◆ Problem requirements ◆
Wherever the string "xoffset" shows up in the data below, copy the whole line.
BEGIN Dataset
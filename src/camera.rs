use crate::ray::Ray4D;
use crate::tuple::Tuple4D;
use crate::matrix::Matrix;
use crate::world::World;
use crate::canvas::Canvas;
use crate::error::TraceResult;

/// A camera record for generating a canvas.
///
/// This record gives a "frame" of the world. Based on camera parameters,
/// different perspectives can be produced. The canvas sits one unit in front
/// of the eye, on the `z = -1` plane of camera space.
#[derive(Clone, Debug, PartialEq)]
pub struct Camera {
    /// The horizontal size of the resultant canvas.
    hsize: usize,

    /// The vertical size of the resultant canvas.
    vsize: usize,

    /// The angle describing "how much" the camera can see.
    field_of_view: f64,

    half_width: f64,
    half_height: f64,
    pixel_size: f64,

    /// A matrix describing how the world should be oriented relative to the
    /// camera (typically a view transformation).
    transform: Matrix,
    inverse: Matrix,
}

impl Camera {
    /// Creates a camera with an identity transform.
    ///
    /// The wider of the two canvas dimensions spans the full field of view.
    pub fn new(hsize: usize, vsize: usize, field_of_view: f64) -> Camera {
        let half_view = (field_of_view / 2.0).tan();
        let aspect = (hsize as f64) / (vsize as f64);

        let half_width: f64;
        let half_height: f64;

        if aspect >= 1.0 {
            half_width = half_view;
            half_height = half_view / aspect;
        } else {
            half_width = half_view * aspect;
            half_height = half_view;
        }

        let pixel_size = half_width * 2.0 / (hsize as f64);
        Camera {
            hsize,
            vsize,
            field_of_view,
            half_width,
            half_height,
            pixel_size,
            transform: Matrix::identity(),
            inverse: Matrix::identity(),
        }
    }

    pub fn hsize(&self) -> usize {
        self.hsize
    }

    pub fn vsize(&self) -> usize {
        self.vsize
    }

    pub fn field_of_view(&self) -> f64 {
        self.field_of_view
    }

    /// The world-space size of one pixel on the canvas.
    pub fn pixel_size(&self) -> f64 {
        self.pixel_size
    }

    pub fn transform(&self) -> &Matrix {
        &self.transform
    }

    /// Sets the view transform. Fails if it can't be inverted; the camera is
    /// left untouched on failure.
    pub fn set_transform(&mut self, transform: Matrix) -> TraceResult<()> {
        self.inverse = transform.inverse()?;
        self.transform = transform;

        Ok(())
    }

    /// Builder-style `set_transform`.
    pub fn with_transform(mut self, transform: Matrix) -> TraceResult<Camera> {
        self.set_transform(transform)?;
        Ok(self)
    }

    /// Computes the ray leaving the eye through the center of a pixel.
    pub fn ray_for_pixel(&self, px: usize, py: usize) -> TraceResult<Ray4D> {
        // Offsets from the edge of the canvas to the pixel's center
        let xoffset = (px as f64 + 0.5) * self.pixel_size;
        let yoffset = (py as f64 + 0.5) * self.pixel_size;

        // The untransformed coordinates of the pixel in world space
        let world_x = self.half_width - xoffset;
        let world_y = self.half_height - yoffset;

        // Using the camera matrix, transform the canvas point and origin,
        // computing the ray's direction vector
        let pixel = self.inverse.mul_tuple(Tuple4D::point(world_x, world_y, -1.0))?;
        let origin = self.inverse.mul_tuple(Tuple4D::point(0.0, 0.0, 0.0))?;
        let direction = pixel.try_sub(origin)?.normalize()?;

        Ray4D::new(origin, direction)
    }

    /// Renders a world to a canvas, one pixel at a time.
    pub fn render(&self, w: &World) -> TraceResult<Canvas> {
        log::info!("rendering {}x{} image of {} shapes",
            self.hsize, self.vsize, w.len());

        let mut image = Canvas::new(self.hsize, self.vsize);
        for y in 0..self.vsize {
            for x in 0..self.hsize {
                let ray = self.ray_for_pixel(x, y)?;
                let color = w.color_at(&ray)?;
                image.write_pixel(x, y, &color);
            }

            log::debug!("rendered row {}/{}", y + 1, self.vsize);
        }

        log::info!("render finished");
        Ok(image)
    }
}

#[test]
fn construct_camera() {
    let c = Camera::new(160, 120, std::f64::consts::PI / 2.0);

    assert_eq!(c.hsize(), 160);
    assert_eq!(c.vsize(), 120);
    assert_eq!(c.field_of_view(), std::f64::consts::PI / 2.0);
    assert_eq!(*c.transform(), Matrix::identity());
}

#[test]
fn pixel_size_horizontal_canvas() {
    let c = Camera::new(200, 125, std::f64::consts::PI / 2.0);

    assert!(crate::feq(c.pixel_size(), 0.01));
}

#[test]
fn pixel_size_vertical_canvas() {
    let c = Camera::new(125, 200, std::f64::consts::PI / 2.0);

    assert!(crate::feq(c.pixel_size(), 0.01));
}

#[test]
fn ray_through_center() {
    let c = Camera::new(201, 101, std::f64::consts::PI / 2.0);
    let r = c.ray_for_pixel(100, 50).unwrap();

    assert_eq!(r.origin, Tuple4D::point(0.0, 0.0, 0.0));
    assert_eq!(r.direction, Tuple4D::vector(0.0, 0.0, -1.0));
}

#[test]
fn ray_through_corner() {
    let c = Camera::new(201, 101, std::f64::consts::PI / 2.0);
    let r = c.ray_for_pixel(0, 0).unwrap();

    assert_eq!(r.origin, Tuple4D::point(0.0, 0.0, 0.0));
    assert_eq!(r.direction, Tuple4D::vector(0.66519, 0.33259, -0.66851));
}

#[test]
fn ray_when_camera_transformed() {
    let transform = Matrix::identity()
        .translate(0.0, -2.0, 5.0)
        .rotate_y(std::f64::consts::PI / 4.0);
    let c = Camera::new(201, 101, std::f64::consts::PI / 2.0)
        .with_transform(transform)
        .unwrap();
    let r = c.ray_for_pixel(100, 50).unwrap();

    assert_eq!(r.origin, Tuple4D::point(0.0, 2.0, -5.0));
    assert_eq!(r.direction,
        Tuple4D::vector(2.0f64.sqrt() / 2.0, 0.0, -(2.0f64.sqrt() / 2.0)));
}

#[test]
fn singular_view_is_rejected() {
    let mut c = Camera::new(10, 10, std::f64::consts::PI / 2.0);

    assert!(c.set_transform(Matrix::scaling(1.0, 0.0, 1.0)).is_err());
    assert_eq!(*c.transform(), Matrix::identity());
}

#[test]
fn render_world_with_camera() {
    use crate::color::Color;

    let w: World = Default::default();
    let from = Tuple4D::point(0.0, 0.0, -5.0);
    let to = Tuple4D::point(0.0, 0.0, 0.0);
    let up = Tuple4D::vector(0.0, 1.0, 0.0);

    let c = Camera::new(11, 11, std::f64::consts::PI / 2.0)
        .with_transform(Matrix::view_transform(from, to, up).unwrap())
        .unwrap();

    let image = c.render(&w).unwrap();
    let expected = Color::rgb(0.38066, 0.47583, 0.2855);
    assert_eq!(image.read_pixel(5, 5), Some(expected));

    // The camera's center ray agrees with shading the same ray directly.
    let direct = w.color_at(&c.ray_for_pixel(5, 5).unwrap()).unwrap();
    assert_eq!(direct, expected);
}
END Dataset
◆ Output of the exercise ◆
        let xoffset = (px as f64 + 0.5) * self.pixel_size;
        let world_x = self.half_width - xoffset;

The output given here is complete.